The second time, I found out he was doing the same thing, AGAIN. This time including her myspace and just looking at all her pictures, blogs, etc. So I made a fake facebook and messaged her and told her to change her password bc someone is going through her stuff. She was confused, but she did it. So from there on out I felt pretty confident that he wasn't doing that anymore, bc we broke up for a while and just bc of the simple fact that he COULDNT do it anymore, cause he didnt have the passwords.
The third time (beginning of April this year!) I was in one of his emails and i had seen a registration confirmation email from gmail verifying the creation of a new email. So i logged onto that and found out that he had made a fake facebook just to add his ex to once again see her pictures, blogs, statuses, etc. This absolutely KILLED ME. From everything we went through, there he was doing it again.
Anyway, I didn't want to make this long, but we have been fighting lately, a lot. Because i feel like i always have to accuse him of things, or check his history, or go through his texts. Before him i was in a 2 year relationship and got cheated on. This has a lot to do with my trust issues. Not to mention i have been stabbed in the back multiple times by best friends, so trust is a big issue with me to begin with. But now, I don't know how I'm supposed to trust him! I feel like i always have to worry and question. And its making us fight constantly!
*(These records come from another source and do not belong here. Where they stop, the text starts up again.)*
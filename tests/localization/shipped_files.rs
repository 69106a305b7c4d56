//! Checks for the configuration and locale files shipped with the crate.

#![cfg(test)]

use std::path::PathBuf;

use site_localizer::config::{Config, load_config};
use site_localizer::i18n::{AnySource, DirSource, TranslationSource, load_locale};

fn manifest_dir() -> PathBuf {
    PathBuf::from(env!("CARGO_MANIFEST_DIR"))
}

#[test]
/// What: The sample `config/i18n.yml` matches the built-in defaults.
///
/// Output:
/// - Only `locales_base` differs: it is anchored at `config/` and reaches the
///   shipped `locales/` directory whatever the working directory is.
fn sample_config_matches_defaults() {
    let config_dir = manifest_dir().join("config");
    let config = load_config(&config_dir.join("i18n.yml"));
    let expected = Config {
        locales_base: config_dir.join("../locales").to_string_lossy().into_owned(),
        ..Config::default()
    };
    assert_eq!(config, expected);
}

#[tokio::test]
/// What: The sample config's locale directory loads from any working directory.
///
/// Output:
/// - `pt-BR` loads through the resolved `locales_base`.
async fn sample_config_locates_shipped_locales() {
    let config = load_config(&manifest_dir().join("config").join("i18n.yml"));
    let source = AnySource::from_base(&config.locales_base);
    assert!(matches!(source, AnySource::Dir(_)));
    load_locale(&source, "pt-BR")
        .await
        .expect("shipped pt-BR should load through the sample config");
}

#[tokio::test]
/// What: Every shipped locale parses and defines the same keys.
///
/// Output:
/// - `pt-BR`, `en` and `es` load from `locales/` with identical key sets.
async fn shipped_locales_share_keys() {
    let source = DirSource::new(manifest_dir().join("locales"));
    let reference = load_locale(&source, "pt-BR")
        .await
        .expect("pt-BR should parse")
        .keys();
    assert!(!reference.is_empty());
    for locale in ["en", "es"] {
        let table = load_locale(&source, locale)
            .await
            .unwrap_or_else(|e| panic!("{} should parse: {e}", source.location(locale)));
        assert_eq!(table.keys(), reference, "{locale} keys differ from pt-BR");
    }
}
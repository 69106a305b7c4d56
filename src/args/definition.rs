//! Command-line argument definition and dispatch.

use std::path::PathBuf;
use std::process::ExitCode;

use clap::{Parser, Subcommand};

/// site-localizer - Localize static site pages from JSON translation files
#[derive(Parser, Debug)]
#[command(name = "site-localizer")]
#[command(version)]
#[command(about = "Localize static site pages from JSON translation files", long_about = None)]
pub struct Args {
    /// Path to i18n.yml (default: ~/.config/site-localizer/i18n.yml)
    #[arg(long, global = true)]
    pub config: Option<PathBuf>,

    /// Base URL or directory of <locale>.json files (overrides `locales_base`)
    #[arg(long, global = true)]
    pub locales: Option<String>,

    /// Set the logging level (trace, debug, info, warn, error)
    #[arg(long, global = true, default_value = "info")]
    pub log_level: String,

    /// Enable verbose output (equivalent to --log-level debug)
    #[arg(short, long, global = true)]
    pub verbose: bool,

    /// What to do
    #[command(subcommand)]
    pub command: Command,
}

/// Subcommands.
#[derive(Subcommand, Debug, Clone, PartialEq, Eq)]
pub enum Command {
    /// Translate an HTML page and print what was applied
    Localize {
        /// Page to translate
        page: PathBuf,
        /// Switch to this locale after initialization
        #[arg(long)]
        lang: Option<String>,
        /// Print the report as JSON
        #[arg(long)]
        json: bool,
        /// Write the translated page here
        #[arg(short, long)]
        output: Option<PathBuf>,
    },
    /// Print one translated string
    Lookup {
        /// Dot-delimited key, e.g. nav.home
        key: String,
        /// Locale to load (default: the preferred locale)
        #[arg(long)]
        lang: Option<String>,
    },
    /// Switch and persist the preferred locale
    SetLanguage {
        /// Locale code, e.g. pt-BR
        code: String,
    },
    /// Print the preferred locale
    Current,
}

/// What: Run the parsed command.
///
/// Inputs:
/// - `args`: Parsed command-line arguments.
///
/// Output:
/// - Process exit code (`0` on success, `1` on failure or an absent key).
///
/// Details:
/// - Loads configuration once and hands it to the selected handler.
pub async fn process_args(args: &Args) -> ExitCode {
    use crate::args::{commands, utils};

    let config = utils::load_settings(args);
    let result = match &args.command {
        Command::Localize {
            page,
            lang,
            json,
            output,
        } => commands::handle_localize(&config, page, lang.as_deref(), *json, output.as_deref()).await,
        Command::Lookup { key, lang } => commands::handle_lookup(&config, key, lang.as_deref()).await,
        Command::SetLanguage { code } => commands::handle_set_language(&config, code).await,
        Command::Current => Ok(commands::handle_current(&config)),
    };
    match result {
        Ok(true) => ExitCode::SUCCESS,
        Ok(false) => ExitCode::FAILURE,
        Err(e) => {
            eprintln!("error: {e}");
            tracing::error!(error = %e, "command failed");
            ExitCode::FAILURE
        }
    }
}
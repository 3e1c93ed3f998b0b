//! Server-synchronised PID controllers.
//!
//! A [`PidController`] is a configuration proxy: the server executes the loop and owns
//! the authoritative state. Each parameter change is computed on a copy of the local
//! [`Pid`], sent to the server, and the local state is replaced wholesale by the `Pid`
//! the server returns. When the exchange fails the local state stays exactly as it was
//! before the call.
//!
//! # Lifecycle
//!
//! ```text
//! new() -> assign() -> create() -> change_*/enable/disable/clear_integral ... -> delete()
//! ```

use serde::{Deserialize, Serialize};
use serde_json::Value;
use tracing::{debug, info, warn};

use super::accessor::AccessorData;
use super::model::{GainUpdate, Pid};
use crate::error::SyncError;
use crate::transport::{Event, Message, RequestOptions, Transport};

/// Server-assigned controller id.
pub type ControllerId = u64;

/// Everything needed to recreate a controller on the server.
#[derive(Debug, Clone, PartialEq, Serialize, Deserialize)]
#[serde(deny_unknown_fields)]
pub struct PidDefinition {
    /// Optional display name
    #[serde(default)]
    pub name: Option<String>,
    /// Process value signal
    pub input: AccessorData,
    /// Control output signal
    pub output: AccessorData,
    /// Controller parameters
    pub pid: Pid,
}

/// Where a controller stands with respect to the server.
#[derive(Debug, Clone, Copy, PartialEq, Eq)]
pub enum Registration {
    /// Not yet created on the server
    Unregistered,
    /// Created; the id addresses it
    Registered(ControllerId),
    /// Deleted; the id is no longer valid
    Deleted(ControllerId),
}

#[derive(Debug, Clone)]
struct Binding {
    transport: Transport,
    options: RequestOptions,
}

#[derive(Serialize)]
struct CreateRequest<'a> {
    controllers: [&'a PidDefinition; 1],
}

#[derive(Serialize)]
struct UpdateEntry<'a> {
    id: ControllerId,
    pid: &'a Pid,
}

#[derive(Serialize)]
struct UpdateRequest<'a> {
    controllers: [UpdateEntry<'a>; 1],
}

#[derive(Serialize)]
struct DeleteRequest {
    ids: [ControllerId; 1],
}

/// A PID controller bound to an input and an output signal.
#[derive(Debug, Clone)]
pub struct PidController {
    definition: PidDefinition,
    registration: Registration,
    binding: Option<Binding>,
}

impl PidController {
    /// Create an unattached, unregistered controller.
    pub fn new(name: Option<String>, input: AccessorData, output: AccessorData, pid: Pid) -> Self {
        Self::from_definition(PidDefinition {
            name,
            input,
            output,
            pid,
        })
    }

    /// Create an unattached, unregistered controller from a saved definition.
    #[must_use]
    pub fn from_definition(definition: PidDefinition) -> Self {
        Self {
            definition,
            registration: Registration::Unregistered,
            binding: None,
        }
    }

    /// Bind the controller to a connection. No request is made.
    pub fn assign(&mut self, transport: Transport, options: RequestOptions) {
        self.binding = Some(Binding { transport, options });
    }

    /// Same as [`PidController::assign`].
    pub fn register(&mut self, transport: Transport, options: RequestOptions) {
        self.assign(transport, options);
    }

    /// Whether the controller is bound to a connection
    #[must_use]
    pub fn is_assigned(&self) -> bool {
        self.binding.is_some()
    }

    /// Display name
    #[must_use]
    pub fn name(&self) -> Option<&str> {
        self.definition.name.as_deref()
    }

    /// Process value signal
    #[must_use]
    pub fn input(&self) -> &AccessorData {
        &self.definition.input
    }

    /// Control output signal
    #[must_use]
    pub fn output(&self) -> &AccessorData {
        &self.definition.output
    }

    /// Current parameters (the server's, after any successful exchange)
    #[must_use]
    pub fn pid(&self) -> &Pid {
        &self.definition.pid
    }

    /// Edit parameters locally; the edits reach the server on the next synchronisation.
    pub fn pid_mut(&mut self) -> &mut Pid {
        &mut self.definition.pid
    }

    /// Name, signals and parameters
    #[must_use]
    pub fn definition(&self) -> &PidDefinition {
        &self.definition
    }

    /// Registration state
    #[must_use]
    pub fn registration(&self) -> Registration {
        self.registration
    }

    /// Server id, while registered
    #[must_use]
    pub fn id(&self) -> Option<ControllerId> {
        match self.registration {
            Registration::Registered(id) => Some(id),
            _ => None,
        }
    }

    fn binding(&self) -> Result<&Binding, SyncError> {
        self.binding.as_ref().ok_or(SyncError::NotAssigned)
    }

    fn registered_id(&self) -> Result<ControllerId, SyncError> {
        match self.registration {
            Registration::Registered(id) => Ok(id),
            Registration::Unregistered => Err(SyncError::NotRegistered),
            Registration::Deleted(id) => Err(SyncError::Deleted(id)),
        }
    }

    /// Create the controller on the server and record its id.
    pub fn create(&mut self) -> Result<ControllerId, SyncError> {
        if let Registration::Registered(id) = self.registration {
            return Err(SyncError::AlreadyRegistered(id));
        }
        let binding = self.binding()?;
        let request = CreateRequest {
            controllers: [&self.definition],
        };
        let name = self.definition.name.clone();
        let mut payload = exchange(binding, Event::CreatePidControllers, &request, |p| {
            created_entry(p, name.as_deref()).is_some()
        })
        .map_err(|e| {
            warn!(name = ?name, error = %e, "Failed to create PID controller");
            e
        })?;

        let entry = created_entry_mut(&mut payload, name.as_deref())
            .ok_or_else(|| SyncError::Malformed("created controller vanished".to_string()))?;
        let id = entry
            .get("id")
            .and_then(Value::as_u64)
            .ok_or_else(|| SyncError::Malformed("created controller without id".to_string()))?;
        self.registration = Registration::Registered(id);

        match entry.get_mut("pid").map(Value::take) {
            Some(pid) => match serde_json::from_value::<Pid>(pid) {
                Ok(pid) => self.definition.pid = pid,
                Err(e) => warn!(controller_id = id, error = %e, "Server returned an unreadable PID state; keeping local copy"),
            },
            None => debug!(controller_id = id, "Create reply carried no PID state"),
        }
        info!(controller_id = id, name = ?self.definition.name, "Registered PID controller");
        Ok(id)
    }

    /// Push the current local parameters and adopt the server's reply.
    pub fn synchronize(&mut self) -> Result<&Pid, SyncError> {
        self.reconcile(|_| Ok(()))
    }

    /// Move the setpoint, optionally zeroing the integral term.
    pub fn change_setpoint(&mut self, setpoint: f64, clear_integral: bool) -> Result<&Pid, SyncError> {
        self.reconcile(|pid| {
            pid.setpoint = setpoint;
            if clear_integral {
                pid.integral_term = 0.0;
            }
            Ok(())
        })
    }

    /// Let the server drive the output.
    pub fn enable(&mut self) -> Result<&Pid, SyncError> {
        self.reconcile(|pid| {
            pid.enabled = true;
            Ok(())
        })
    }

    /// Stop driving the output. Safe to repeat.
    pub fn disable(&mut self) -> Result<&Pid, SyncError> {
        self.reconcile(|pid| {
            pid.enabled = false;
            Ok(())
        })
    }

    /// Zero the integral term.
    pub fn clear_integral(&mut self) -> Result<&Pid, SyncError> {
        self.reconcile(|pid| {
            pid.integral_term = 0.0;
            Ok(())
        })
    }

    /// Apply `update` to every schedule.
    pub fn change_parameters(&mut self, update: &GainUpdate) -> Result<&Pid, SyncError> {
        self.reconcile(|pid| {
            for schedule in &mut pid.schedule {
                schedule.change_parameters(update);
            }
            Ok(())
        })
    }

    /// Apply `update` to the schedule at `index`.
    pub fn change_schedule_parameters(&mut self, index: usize, update: &GainUpdate) -> Result<&Pid, SyncError> {
        self.reconcile(|pid| {
            let len = pid.schedule.len();
            let schedule = pid
                .schedule
                .get_mut(index)
                .ok_or(SyncError::NoSuchSchedule { index, len })?;
            schedule.change_parameters(update);
            Ok(())
        })
    }

    // Edit a copy, send it, and adopt whatever the server returns.
    fn reconcile<F>(&mut self, edit: F) -> Result<&Pid, SyncError>
    where
        F: FnOnce(&mut Pid) -> Result<(), SyncError>,
    {
        let id = self.registered_id()?;
        let binding = self.binding()?;
        let mut candidate = self.definition.pid.clone();
        edit(&mut candidate)?;

        let request = UpdateRequest {
            controllers: [UpdateEntry { id, pid: &candidate }],
        };
        let updated = exchange(binding, Event::UpdatePidControllers, &request, |p| {
            controller_entry(p, id).is_some()
        })
        .and_then(|mut payload| {
            let pid = controller_entry_mut(&mut payload, id)
                .and_then(|entry| entry.get_mut("pid"))
                .map(Value::take)
                .ok_or_else(|| SyncError::Malformed("updated controller without pid".to_string()))?;
            serde_json::from_value::<Pid>(pid).map_err(|e| SyncError::Malformed(e.to_string()))
        });

        match updated {
            Ok(pid) => {
                debug!(controller_id = id, enabled = pid.enabled, setpoint = pid.setpoint, "PID controller updated");
                self.definition.pid = pid;
                Ok(&self.definition.pid)
            }
            Err(e) => {
                warn!(controller_id = id, error = %e, "PID update not confirmed; local state unchanged");
                Err(e)
            }
        }
    }

    /// Remove the controller from the server. Its id is invalid afterwards.
    pub fn delete(&mut self) -> Result<(), SyncError> {
        let id = self.registered_id()?;
        let binding = self.binding()?;
        let request = DeleteRequest { ids: [id] };
        exchange(binding, Event::DeletePidControllers, &request, |p| {
            p.get("ids")
                .and_then(Value::as_array)
                .is_some_and(|ids| ids.iter().any(|v| v.as_u64() == Some(id)))
        })
        .map_err(|e| {
            warn!(controller_id = id, error = %e, "Failed to delete PID controller");
            e
        })?;
        self.registration = Registration::Deleted(id);
        info!(controller_id = id, "Deleted PID controller");
        Ok(())
    }
}

fn exchange<P, F>(binding: &Binding, event: Event, request: &P, accept: F) -> Result<Value, SyncError>
where
    P: Serialize,
    F: FnMut(&Value) -> bool,
{
    let message = Message::new(event, request).map_err(|e| SyncError::Malformed(e.to_string()))?;
    let expected = event.reply();
    binding
        .transport
        .send_and_wait_for(&message, expected, &binding.options, accept)
        .ok_or_else(|| SyncError::NoResponse {
            event: expected.to_string(),
            attempts: binding.options.max_attempts.max(1),
        })
}

fn entries(payload: &Value) -> impl Iterator<Item = &Value> {
    payload
        .get("controllers")
        .and_then(Value::as_array)
        .into_iter()
        .flatten()
}

fn controller_entry(payload: &Value, id: ControllerId) -> Option<&Value> {
    entries(payload).find(|entry| entry.get("id").and_then(Value::as_u64) == Some(id))
}

fn controller_entry_mut(payload: &mut Value, id: ControllerId) -> Option<&mut Value> {
    payload
        .get_mut("controllers")?
        .as_array_mut()?
        .iter_mut()
        .find(|entry| entry.get("id").and_then(Value::as_u64) == Some(id))
}

// A created entry carries an id; when the reply names the controller it must be ours.
fn is_created(entry: &Value, name: Option<&str>) -> bool {
    let has_id = entry.get("id").and_then(Value::as_u64).is_some();
    let name_matches = match (entry.get("name").and_then(Value::as_str), name) {
        (Some(reported), Some(ours)) => reported == ours,
        _ => true,
    };
    has_id && name_matches
}

fn created_entry<'a>(payload: &'a Value, name: Option<&str>) -> Option<&'a Value> {
    entries(payload).find(|entry| is_created(entry, name))
}

fn created_entry_mut<'a>(payload: &'a mut Value, name: Option<&str>) -> Option<&'a mut Value> {
    payload
        .get_mut("controllers")?
        .as_array_mut()?
        .iter_mut()
        .find(|entry| is_created(entry, name))
}
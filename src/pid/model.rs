//! Gain-scheduled PID parameters.
//!
//! A [`Pid`] holds an ordered list of [`Schedule`]s. Each schedule pairs a gain set
//! ([`Controller`]) with the operating region it applies to ([`ControllerSchedule`]).
//! The server runs the loop and picks the first schedule whose region contains the
//! current process value, error and control output; [`Pid::active_schedule`] reproduces
//! that choice locally.
//!
//! Every struct rejects unknown fields when deserialized.

use serde::{Deserialize, Serialize};

/// `(low, high)` bounds; `None` on either side means unbounded.
pub type Limits = (Option<f64>, Option<f64>);

/// Inclusive `(low, high)` interval used as a schedule constraint.
pub type Interval = (f64, f64);

/// One tuned operating point of the controller.
#[derive(Debug, Clone, PartialEq, Serialize, Deserialize)]
#[serde(deny_unknown_fields, default)]
pub struct Controller {
    /// Constant added to the output
    pub bias: f64,
    /// Proportional gain
    pub kp: f64,
    /// Integral gain
    pub ki: f64,
    /// Derivative gain
    pub kd: f64,
    /// Setpoint weighting of the proportional term
    pub beta: f64,
    /// Exponent applied to the error
    pub linearity: f64,
    /// Setpoint span used to normalise the error
    pub setpoint_range: Option<f64>,
    /// Bound on the proportional term
    pub p_limit: Option<f64>,
    /// Bound on the integral term
    pub i_limit: Option<f64>,
    /// Bound on the derivative term
    pub d_limit: Option<f64>,
    /// Maximum output change per update
    pub delta_limit: Option<f64>,
    /// Error band outside which the integral does not accumulate
    pub integral_valid: Option<f64>,
    /// Error band around the setpoint within which the output holds
    pub dead_zone: Option<f64>,
}

impl Default for Controller {
    fn default() -> Self {
        Self {
            bias: 0.0,
            kp: 0.0,
            ki: 0.0,
            kd: 0.0,
            beta: 1.0,
            linearity: 1.0,
            setpoint_range: None,
            p_limit: None,
            i_limit: None,
            d_limit: None,
            delta_limit: None,
            integral_valid: None,
            dead_zone: None,
        }
    }
}

impl Controller {
    /// Apply the fields set in `update`, leaving the rest untouched.
    pub fn change_parameters(&mut self, update: &GainUpdate) {
        update.apply(self);
    }
}

/// Operating region of a schedule. Unset constraints always match.
#[derive(Debug, Clone, Default, PartialEq, Serialize, Deserialize)]
#[serde(deny_unknown_fields, default)]
pub struct ControllerSchedule {
    /// Process value range
    pub process: Option<Interval>,
    /// Error (setpoint minus process value) range
    pub error: Option<Interval>,
    /// Control output range
    pub control: Option<Interval>,
}

impl ControllerSchedule {
    /// A region without constraints (catch-all)
    #[must_use]
    pub fn unconstrained() -> Self {
        Self::default()
    }

    /// Whether every defined constraint holds.
    #[must_use]
    pub fn matches(&self, process: f64, error: f64, control: f64) -> bool {
        let within = |bounds: Option<Interval>, value: f64| {
            bounds.map_or(true, |(low, high)| low <= value && value <= high)
        };
        within(self.process, process) && within(self.error, error) && within(self.control, control)
    }

    /// Whether no constraint is defined
    #[must_use]
    pub fn is_unconstrained(&self) -> bool {
        self.process.is_none() && self.error.is_none() && self.control.is_none()
    }
}

/// A gain set and the region it applies to.
///
/// On the wire both halves are flattened into one object.
#[derive(Debug, Clone, Default, PartialEq, Serialize, Deserialize)]
#[serde(from = "ScheduleWire", into = "ScheduleWire")]
pub struct Schedule {
    /// Gains
    pub controller: Controller,
    /// Region
    pub constraints: ControllerSchedule,
}

impl Schedule {
    /// Pair a gain set with its region
    #[must_use]
    pub fn new(controller: Controller, constraints: ControllerSchedule) -> Self {
        Self {
            controller,
            constraints,
        }
    }

    /// Apply the fields set in `update` to this schedule's gains.
    pub fn change_parameters(&mut self, update: &GainUpdate) {
        self.controller.change_parameters(update);
    }
}

#[derive(Serialize, Deserialize)]
#[serde(deny_unknown_fields, default)]
struct ScheduleWire {
    process: Option<Interval>,
    error: Option<Interval>,
    control: Option<Interval>,
    bias: f64,
    kp: f64,
    ki: f64,
    kd: f64,
    beta: f64,
    linearity: f64,
    setpoint_range: Option<f64>,
    p_limit: Option<f64>,
    i_limit: Option<f64>,
    d_limit: Option<f64>,
    delta_limit: Option<f64>,
    integral_valid: Option<f64>,
    dead_zone: Option<f64>,
}

impl Default for ScheduleWire {
    fn default() -> Self {
        Schedule::default().into()
    }
}

impl From<Schedule> for ScheduleWire {
    fn from(schedule: Schedule) -> Self {
        let Schedule {
            controller: c,
            constraints: r,
        } = schedule;
        Self {
            process: r.process,
            error: r.error,
            control: r.control,
            bias: c.bias,
            kp: c.kp,
            ki: c.ki,
            kd: c.kd,
            beta: c.beta,
            linearity: c.linearity,
            setpoint_range: c.setpoint_range,
            p_limit: c.p_limit,
            i_limit: c.i_limit,
            d_limit: c.d_limit,
            delta_limit: c.delta_limit,
            integral_valid: c.integral_valid,
            dead_zone: c.dead_zone,
        }
    }
}

impl From<ScheduleWire> for Schedule {
    fn from(w: ScheduleWire) -> Self {
        Self {
            controller: Controller {
                bias: w.bias,
                kp: w.kp,
                ki: w.ki,
                kd: w.kd,
                beta: w.beta,
                linearity: w.linearity,
                setpoint_range: w.setpoint_range,
                p_limit: w.p_limit,
                i_limit: w.i_limit,
                d_limit: w.d_limit,
                delta_limit: w.delta_limit,
                integral_valid: w.integral_valid,
                dead_zone: w.dead_zone,
            },
            constraints: ControllerSchedule {
                process: w.process,
                error: w.error,
                control: w.control,
            },
        }
    }
}

/// Default time between controller updates on the server.
pub const DEFAULT_UPDATE_INTERVAL_MS: u64 = 1000;

/// Complete controller configuration as executed by the server.
#[derive(Debug, Clone, PartialEq, Serialize, Deserialize)]
#[serde(deny_unknown_fields, default)]
pub struct Pid {
    /// Whether the server drives the output
    pub enabled: bool,
    /// Time between updates
    pub update_interval_ms: u64,
    /// Target process value
    pub setpoint: f64,
    /// Accumulated integral; owned by the server once registered
    pub integral_term: f64,
    /// Gain schedules in priority order
    pub schedule: Vec<Schedule>,
    /// Bounds on the controller output
    pub output_limits: Limits,
}

impl Default for Pid {
    fn default() -> Self {
        Self {
            enabled: false,
            update_interval_ms: DEFAULT_UPDATE_INTERVAL_MS,
            setpoint: 0.0,
            integral_term: 0.0,
            schedule: Vec::new(),
            output_limits: (None, None),
        }
    }
}

impl Pid {
    /// A disabled controller targeting `setpoint`, with no schedules.
    #[must_use]
    pub fn new(setpoint: f64) -> Self {
        Self {
            setpoint,
            ..Self::default()
        }
    }

    /// Append a schedule; it has lower priority than every existing one.
    pub fn add_schedule(&mut self, schedule: Schedule) -> &mut Self {
        self.schedule.push(schedule);
        self
    }

    /// Set the output bounds.
    #[must_use]
    pub fn with_output_limits(mut self, low: Option<f64>, high: Option<f64>) -> Self {
        self.output_limits = (low, high);
        self
    }

    /// Index of the first schedule whose region contains the operating point.
    #[must_use]
    pub fn active_schedule_index(&self, process: f64, error: f64, control: f64) -> Option<usize> {
        self.schedule
            .iter()
            .position(|s| s.constraints.matches(process, error, control))
    }

    /// The first schedule whose region contains the operating point, or `None` when the
    /// output should be held this cycle.
    #[must_use]
    pub fn active_schedule(&self, process: f64, error: f64, control: f64) -> Option<&Schedule> {
        self.active_schedule_index(process, error, control)
            .and_then(|i| self.schedule.get(i))
    }
}

/// Optional changes to a gain set. Unset fields are left untouched.
///
/// Limit fields take `Some(None)` to remove a bound.
#[allow(missing_docs)]
#[derive(Debug, Clone, Default, PartialEq)]
pub struct GainUpdate {
    pub bias: Option<f64>,
    pub kp: Option<f64>,
    pub ki: Option<f64>,
    pub kd: Option<f64>,
    pub beta: Option<f64>,
    pub linearity: Option<f64>,
    pub setpoint_range: Option<Option<f64>>,
    pub p_limit: Option<Option<f64>>,
    pub i_limit: Option<Option<f64>>,
    pub d_limit: Option<Option<f64>>,
    pub delta_limit: Option<Option<f64>>,
    pub integral_valid: Option<Option<f64>>,
    pub dead_zone: Option<Option<f64>>,
}

macro_rules! setters {
    ($($field:ident: $ty:ty),+ $(,)?) => {
        $(
            #[allow(missing_docs)]
            #[must_use]
            pub fn $field(mut self, value: $ty) -> Self {
                self.$field = Some(value);
                self
            }
        )+
    };
}

impl GainUpdate {
    /// An update that changes nothing
    #[must_use]
    pub fn new() -> Self {
        Self::default()
    }

    setters!(
        bias: f64,
        kp: f64,
        ki: f64,
        kd: f64,
        beta: f64,
        linearity: f64,
        setpoint_range: Option<f64>,
        p_limit: Option<f64>,
        i_limit: Option<f64>,
        d_limit: Option<f64>,
        delta_limit: Option<f64>,
        integral_valid: Option<f64>,
        dead_zone: Option<f64>,
    );

    /// Whether no field is set
    #[must_use]
    pub fn is_empty(&self) -> bool {
        *self == Self::default()
    }

    /// Write every set field into `controller`.
    pub fn apply(&self, controller: &mut Controller) {
        macro_rules! assign {
            ($($field:ident),+) => {
                $(
                    if let Some(value) = self.$field {
                        controller.$field = value;
                    }
                )+
            };
        }
        assign!(
            bias,
            kp,
            ki,
            kd,
            beta,
            linearity,
            setpoint_range,
            p_limit,
            i_limit,
            d_limit,
            delta_limit,
            integral_valid,
            dead_zone
        );
    }
}

#[cfg(test)]
mod tests {
    use super::*;
    use serde_json::{json, Value};

    fn two_region_pid() -> Pid {
        let mut pid = Pid::new(500.0);
        pid.add_schedule(Schedule::new(
            Controller {
                kp: -1.0,
                ..Controller::default()
            },
            ControllerSchedule {
                error: Some((-50.0, 50.0)),
                ..ControllerSchedule::default()
            },
        ))
        .add_schedule(Schedule::new(
            Controller {
                kp: -0.1,
                ..Controller::default()
            },
            ControllerSchedule::unconstrained(),
        ));
        pid
    }

    #[test]
    fn defaults() {
        let pid = Pid::new(100.0);
        assert!(!pid.enabled);
        assert_eq!(pid.update_interval_ms, 1000);
        assert_eq!(pid.integral_term, 0.0);
        assert_eq!(pid.output_limits, (None, None));
        assert!(pid.schedule.is_empty());
    }

    #[test]
    fn first_matching_schedule_wins() {
        let pid = two_region_pid();
        assert_eq!(pid.active_schedule_index(0.0, 0.0, 0.0), Some(0));
        assert_eq!(pid.active_schedule_index(0.0, 1000.0, 0.0), Some(1));
        // Bounds are inclusive
        assert_eq!(pid.active_schedule_index(0.0, -50.0, 0.0), Some(0));
    }

    #[test]
    fn no_match_holds_output() {
        let mut pid = Pid::new(1.0);
        pid.add_schedule(Schedule::new(
            Controller::default(),
            ControllerSchedule {
                process: Some((0.0, 1.0)),
                control: Some((0.0, 0.3)),
                error: None,
            },
        ));
        assert!(pid.active_schedule(0.5, 0.0, 0.2).is_some());
        assert!(pid.active_schedule(0.5, 0.0, 0.5).is_none());
    }

    #[test]
    fn schedule_serializes_flat() {
        let pid = two_region_pid().with_output_limits(Some(0.1), Some(1.0));
        let value = serde_json::to_value(&pid).unwrap();
        assert_eq!(value["output_limits"], json!([0.1, 1.0]));
        assert_eq!(value["schedule"][0]["error"], json!([-50.0, 50.0]));
        assert_eq!(value["schedule"][0]["kp"], json!(-1.0));
        assert_eq!(value["schedule"][1]["process"], Value::Null);
        assert_eq!(value["schedule"][1]["dead_zone"], Value::Null);

        let back: Pid = serde_json::from_value(value).unwrap();
        assert_eq!(back, pid);
    }

    #[test]
    fn unknown_fields_rejected() {
        let err = serde_json::from_value::<Pid>(json!({"setpoint": 1.0, "invalid_attribute": 5.0}));
        assert!(err.is_err());
        let err = serde_json::from_value::<Schedule>(json!({"kp": 1.0, "kq": 2.0}));
        assert!(err.is_err());
    }

    #[test]
    fn gain_update_touches_only_set_fields() {
        let mut controller = Controller {
            kp: 10.0,
            kd: 10.0,
            dead_zone: Some(0.5),
            ..Controller::default()
        };
        GainUpdate::new().kp(30.0).dead_zone(None).apply(&mut controller);
        assert_eq!(controller.kp, 30.0);
        assert_eq!(controller.kd, 10.0);
        assert_eq!(controller.dead_zone, None);
        assert!(GainUpdate::new().is_empty());
    }
}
He says if i never forget the past how can we move on. But thats not fair to me, bc he never really done anything to MAKE UP for what he did, and theres never really been any serious effort to BUILD trust on his part. So of course we're still at this point.
I WANT to trust him, but i just dont know how! I am always worried he's still making fake facebooks and still hung up on his ex. And with that lying sparks the question about what else could he be lying about?
I want to trust him, but i feel like im only driving him away with our fights and my accusations. And in a way its not fair to him, but its also not fair to me what he did to MAKE me like this.
Please help, I appreciate you reading this more than anything, it means a lot. And i really desperately need help. Thank you...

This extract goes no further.